Se guardiamo al futuro, sapendo l’invecchiamento della popolazione incrementerà sino al 2050, sarebbe una follia farci trasportare dall’emozione del momento pensando di superare il modello delle strutture per anziani, come ad esempio suggeriscono gli amici della comunità di S. Egidio. Parliamo invece di come migliorarle, aprirle al territorio, riorganizzarle come comunità di cura che si interessa alla alle gravi patologie e cronicità. Per quanto mi riguarda penso che le residenze per anziani non autosufficienti sono un importante punto di riferimento del territorio con due caratteristiche fondamentali: hanno un’organizzazione di accoglienza H24, complementare e qualche volta persino alternativa all’ospedale. Ma sono anche il nodo centrale e una risorsa dell’organizzazione residenziale, semiresidenziale e territoriale dei servizi socio sanitari. I distretti socio sanitari sono la cornice, ma non possono gestire direttamente tutta la fenomenologia delle cronicità presente sempre in misura maggiore nel territorio.

Il disegno che prospetti da delle indicazioni specifiche molto precise anche per riprendere in mano la riforma delle IPAB, che qui in Veneto è in attesa almeno dall’approvazione della legge Turco, la 328 che è del 2000?

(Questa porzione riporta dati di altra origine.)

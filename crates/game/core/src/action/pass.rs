use super::{ActionError, ActionTransition, TurnFlow};
use crate::state::{ChainState, GameState, Seat};

/// Declines to continue a pending chain capture, ending the turn.
#[derive(Clone, Copy, Debug, Default, PartialEq, Eq)]
#[cfg_attr(feature = "serde", derive(serde::Serialize, serde::Deserialize))]
pub struct PassAction;

impl ActionTransition for PassAction {
    type Error = ActionError;

    fn pre_validate(&self, state: &GameState, _actor: Seat) -> Result<(), Self::Error> {
        if state.turn.chain.is_chaining() {
            Ok(())
        } else {
            Err(ActionError::NoChainPending)
        }
    }

    fn apply(&self, state: &mut GameState, _actor: Seat) -> Result<TurnFlow, Self::Error> {
        state.turn.chain = ChainState::Idle;
        Ok(TurnFlow::EndTurn)
    }
}
//! Common error infrastructure for banqi-core.
//!
//! This module provides shared types and traits used across all error types in
//! the crate. Domain-specific errors (e.g., `GeometryError`, `ActionError`) are
//! defined in their respective modules alongside the rules they enforce.
//!
//! # Design Principles
//!
//! - **Type Safety**: Each rule layer has its own error type with specific variants
//! - **Categorization**: Every error maps to exactly one [`ErrorCategory`]
//! - **Severity Classification**: Errors are categorized for recovery strategies
//! - **Non-fatal**: Rejections are reported through the state, never by panicking

/// Severity level of an error, used for categorization and recovery strategies.
///
/// - **Recoverable**: The player may try a different action in the same state
/// - **Validation**: Malformed input (out-of-range coordinates, unknown ids)
/// - **Internal**: Unexpected state inconsistencies that require investigation
#[derive(Clone, Copy, Debug, PartialEq, Eq, Hash)]
#[cfg_attr(feature = "serde", derive(serde::Serialize, serde::Deserialize))]
pub enum ErrorSeverity {
    Recoverable,
    Validation,
    Internal,
}

impl ErrorSeverity {
    /// Returns a human-readable description of this severity level.
    pub const fn as_str(&self) -> &'static str {
        match self {
            Self::Recoverable => "recoverable",
            Self::Validation => "validation",
            Self::Internal => "internal",
        }
    }

    /// Returns true if this error indicates an engine bug.
    pub const fn is_internal(&self) -> bool {
        matches!(self, Self::Internal)
    }
}

/// Rule family a rejected action violated.
#[derive(Clone, Copy, Debug, PartialEq, Eq, Hash, strum::IntoStaticStr, strum::Display)]
#[cfg_attr(feature = "serde", derive(serde::Serialize, serde::Deserialize))]
pub enum ErrorCategory {
    /// Acting out of turn, or acting after the game has ended.
    TurnViolation,
    /// Movement pattern or screen count invalid for the mover's base type.
    GeometryViolation,
    /// Hidden piece, empty cell, moving onto self, wrong owner.
    TargetStateViolation,
    /// Capture attempted with insufficient weight or rank.
    RankWeightViolation,
    /// Type mismatch or size limit exceeded when stacking.
    StackCompositionViolation,
    /// Anything other than a qualifying MOVE or PASS while a chain is pending.
    ChainProtocolViolation,
    /// Not enough matching pieces in hand, unknown piece identifier.
    ResourceViolation,
    /// Engine invariant broken; never produced by well-formed play.
    Internal,
}

/// Common trait for all banqi-core errors.
///
/// # Implementation Guidelines
///
/// - All error enums should implement this trait
/// - Use `#[derive(thiserror::Error)]` for Display/Error impl
/// - Classify severity based on recoverability, not impact
pub trait GameError: core::fmt::Display + core::fmt::Debug {
    /// Returns the severity level of this error.
    fn severity(&self) -> ErrorSeverity;

    /// Returns the rule family this error belongs to.
    fn category(&self) -> ErrorCategory;

    /// Returns a static string identifier for this error variant.
    ///
    /// Useful for logging, metrics, and asserting on rejections in tests.
    fn error_code(&self) -> &'static str {
        core::any::type_name::<Self>()
    }
}
use crate::action::has_legal_action;
use crate::state::{GameState, GameStatus, Seat, WinReason};

use super::GameEngine;

/// Turn switching and win detection for GameEngine.
impl<'a> GameEngine<'a> {
    /// Returns the seat whose action the engine accepts next.
    pub fn current_actor(&self) -> Seat {
        self.state.active_seat()
    }

    /// Hands the turn to the opponent and checks whether they have lost.
    pub(super) fn end_turn(&mut self) {
        self.state.turn.advance();

        if let Some((winner, reason)) = detect_winner(self.state) {
            self.state.status = GameStatus::Finished { winner, reason };
            tracing::info!(
                winner = %winner,
                ?reason,
                turns = self.state.turn.number,
                "game finished"
            );
        }
    }
}

/// Decides whether the active seat has lost, assuming no chain is pending.
///
/// Elimination is checked first: once every board piece is face-up, a seat
/// with no piece of its color left on the board loses, even if its hand is
/// not empty. Buried pieces still count. Otherwise a seat with no legal
/// action loses by stalemate.
pub fn detect_winner(state: &GameState) -> Option<(Seat, WinReason)> {
    let loser = state.active_seat();
    let winner = loser.opponent();

    if state.colors_assigned && state.board.all_revealed() {
        let remaining = state
            .color_of(loser)
            .map_or(0, |color| state.board.pieces_of(color));
        if remaining == 0 {
            return Some((winner, WinReason::Elimination));
        }
    }

    if !has_legal_action(state, loser) {
        return Some((winner, WinReason::Stalemate));
    }

    None
}
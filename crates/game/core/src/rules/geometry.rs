//! Per-kind movement patterns and screen counting.

use crate::state::{Board, PieceKind, Position};

#[derive(Clone, Copy, Debug, PartialEq, Eq, thiserror::Error)]
#[cfg_attr(feature = "serde", derive(serde::Serialize, serde::Deserialize))]
pub enum GeometryError {
    #[error("{position} is off the board")]
    OffBoard { position: Position },

    #[error("{kind} cannot move from {from} to {to}")]
    InvalidPattern {
        kind: PieceKind,
        from: Position,
        to: Position,
    },

    #[error("{kind} path is blocked by {screens} screen(s)")]
    Blocked { kind: PieceKind, screens: usize },
}

/// Checks that a stack with base `kind` may travel from `from` to `to` and
/// returns the number of screens crossed.
///
/// - Horse: one diagonal step.
/// - Chariot: along a row or column with no screen.
/// - Cannon: along a row or column with zero or one screen.
/// - Everything else: one orthogonal step.
///
/// Occupancy of `to` itself is not considered here.
pub fn check_path(
    board: &Board,
    kind: PieceKind,
    from: Position,
    to: Position,
) -> Result<usize, GeometryError> {
    for position in [from, to] {
        if !position.is_on_board() {
            return Err(GeometryError::OffBoard { position });
        }
    }

    let invalid = GeometryError::InvalidPattern { kind, from, to };
    if from == to {
        return Err(invalid);
    }

    match kind {
        PieceKind::Horse => {
            let diagonal = from.row_delta(to).abs() == 1 && from.col_delta(to).abs() == 1;
            if diagonal { Ok(0) } else { Err(invalid) }
        }
        PieceKind::Chariot | PieceKind::Cannon => {
            let screens = board.screens_between(from, to).ok_or(invalid)?;
            let allowed = if kind == PieceKind::Chariot { 0 } else { 1 };
            if screens > allowed {
                return Err(GeometryError::Blocked { kind, screens });
            }
            Ok(screens)
        }
        PieceKind::General | PieceKind::Advisor | PieceKind::Elephant | PieceKind::Soldier => {
            if from.manhattan(to) == 1 { Ok(0) } else { Err(invalid) }
        }
    }
}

Sarebbe il momento buono per fare la riforma in Veneto. Questa consoliderebbe il sistema che ha funzionato anche in una prova durissima come l’emergenza. Non si tratta tanto di scegliere tra la forma “azienda pubblica” o “fondazione privata”, le due modalità possono convivere sotto un “tetto” comune di carattere normativo, di regolazione paritaria e di controllo dei parametri. Certo, dirigendo un’IPAB quello che chiedo ai regolatori del sistema è di poter competere con il privato profit e no-profit ad armi pari e non con lo svantaggio di una normativa che ci penalizza sul piano delle procedure e, ancor più importante, sul piano economico. All’orizzonte comunque aleggia uno spettro preoccupante: sono i grandi gruppi multinazionali del privato, che io chiamo del “profit-profit”, che beneficiano delle guerricciole intestine al nostro sistema e lasciano spesso dei vuoti dove possono inserirsi con facilità. Il Veneto ha mostrato maggiore resilienza anche rispetto all’Emilia Romagna e potrebbe consolidare un modello molto flessibile della filiera residenzialità, domiciliarità, sviluppo delle politiche di comunità, cohousing e un tessuto di strutture intermedie integrate. Insomma, l’invecchiamento è un processo ma ogni anziano invecchia a modo proprio e quindi le esigenze sono tante quante sono gli anziani. Non si tratta di dire viva le case di riposo o abbasso le case di riposo. Si tratta di iniziare un percorso articolato che riesce ad offrire la più grande pluralità di risposte possibili in modo tale che ognuno possa, in qualche modo, scegliere la propria strada. Dobbiamo però essere d’accordo sul fatto che non è importante dove una persona abita, ma come una persona sta.